Based on the listing below, report how many lines contain the word "failed". Nothing but the number, please.

───

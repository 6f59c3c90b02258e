//! Delivery seam between the dispatcher and live client connections.

use async_trait::async_trait;

/// Error type for a single delivery attempt.
///
/// The dispatcher treats every variant the same way (the connection is
/// pruned); the distinction only matters for logging.
#[derive(Debug, thiserror::Error)]
pub enum DeliveryError {
    /// The connection no longer exists at the gateway.
    #[error("Connection gone")]
    Gone,

    /// The underlying HTTP request failed (network, DNS, timeout, etc.).
    #[error("HTTP request failed: {0}")]
    Request(#[from] reqwest::Error),

    /// The gateway returned a non-2xx status code.
    #[error("Gateway returned HTTP {0}")]
    HttpStatus(u16),

    /// The local socket's outbound channel is closed.
    #[error("Connection closed: {0}")]
    Closed(String),
}

/// Pushes a serialized payload to one connection.
#[async_trait]
pub trait ConnectionGateway: Send + Sync {
    async fn post_to_connection(&self, connection_id: &str, payload: &str) -> Result<(), DeliveryError>;
}
//! Transcript document written by the transcription stage (`lyrics.json`).
//!
//! A track whose recognized text is shorter than [`MIN_TEXT_LENGTH`]
//! characters counts as instrumental and produces the explicit empty
//! transcript instead of an error.

use serde::{Deserialize, Serialize};

/// Minimum trimmed text length for a transcript to count as lyrics.
pub const MIN_TEXT_LENGTH: usize = 10;

#[derive(Debug, Clone, PartialEq, Serialize, Deserialize)]
pub struct Word {
    pub word: String,
    pub start: f64,
    pub end: f64,
}

#[derive(Debug, Clone, PartialEq, Serialize, Deserialize)]
pub struct Segment {
    pub start: f64,
    pub end: f64,
    pub text: String,
    #[serde(default)]
    pub words: Vec<Word>,
}

#[derive(Debug, Clone, PartialEq, Serialize, Deserialize)]
pub struct Transcript {
    pub language: Option<String>,
    pub instrumental: bool,
    pub segments: Vec<Segment>,
}

impl Transcript {
    /// The well-formed empty result for tracks without lyrics.
    pub fn instrumental() -> Self {
        Self {
            language: None,
            instrumental: true,
            segments: Vec::new(),
        }
    }

    /// Build a transcript from recognizer output, collapsing to
    /// [`Transcript::instrumental`] when there is too little text.
    pub fn from_segments(language: Option<String>, segments: Vec<Segment>) -> Self {
        if total_text_len(&segments) < MIN_TEXT_LENGTH {
            return Self::instrumental();
        }
        let segments = segments
            .into_iter()
            .map(|mut s| {
                s.text = s.text.trim().to_string();
                s
            })
            .filter(|s| !s.text.is_empty())
            .collect();
        Self {
            language,
            instrumental: false,
            segments,
        }
    }

    pub fn to_json_bytes(&self) -> Result<Vec<u8>, serde_json::Error> {
        serde_json::to_vec_pretty(self)
    }
}

/// Length of the joined, trimmed segment text.
fn total_text_len(segments: &[Segment]) -> usize {
    segments
        .iter()
        .map(|s| s.text.trim())
        .filter(|t| !t.is_empty())
        .collect::<Vec<_>>()
        .join(" ")
        .chars()
        .count()
}

#[cfg(test)]
mod tests {
    use super::*;

    fn seg(start: f64, end: f64, text: &str) -> Segment {
        Segment {
            start,
            end,
            text: text.into(),
            words: Vec::new(),
        }
    }

    #[test]
    fn silence_is_instrumental() {
        let t = Transcript::from_segments(Some("en".into()), Vec::new());
        assert_eq!(t, Transcript::instrumental());
    }

    #[test]
    fn short_text_is_instrumental() {
        let t = Transcript::from_segments(Some("en".into()), vec![seg(0.0, 1.0, "  oh  ")]);
        assert!(t.instrumental);
        assert!(t.language.is_none());
        assert!(t.segments.is_empty());
    }

    #[test]
    fn lyrics_are_kept_and_trimmed() {
        let t = Transcript::from_segments(
            Some("en".into()),
            vec![
                seg(0.0, 2.5, " Hello darkness my old friend "),
                seg(2.5, 3.0, "   "),
            ],
        );
        assert!(!t.instrumental);
        assert_eq!(t.language.as_deref(), Some("en"));
        assert_eq!(t.segments.len(), 1);
        assert_eq!(t.segments[0].text, "Hello darkness my old friend");
    }

    #[test]
    fn instrumental_wire_shape() {
        let value = serde_json::to_value(Transcript::instrumental()).unwrap();
        assert_eq!(
            value,
            serde_json::json!({"language": null, "instrumental": true, "segments": []})
        );
    }
}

───

▶ **Result for this task**
2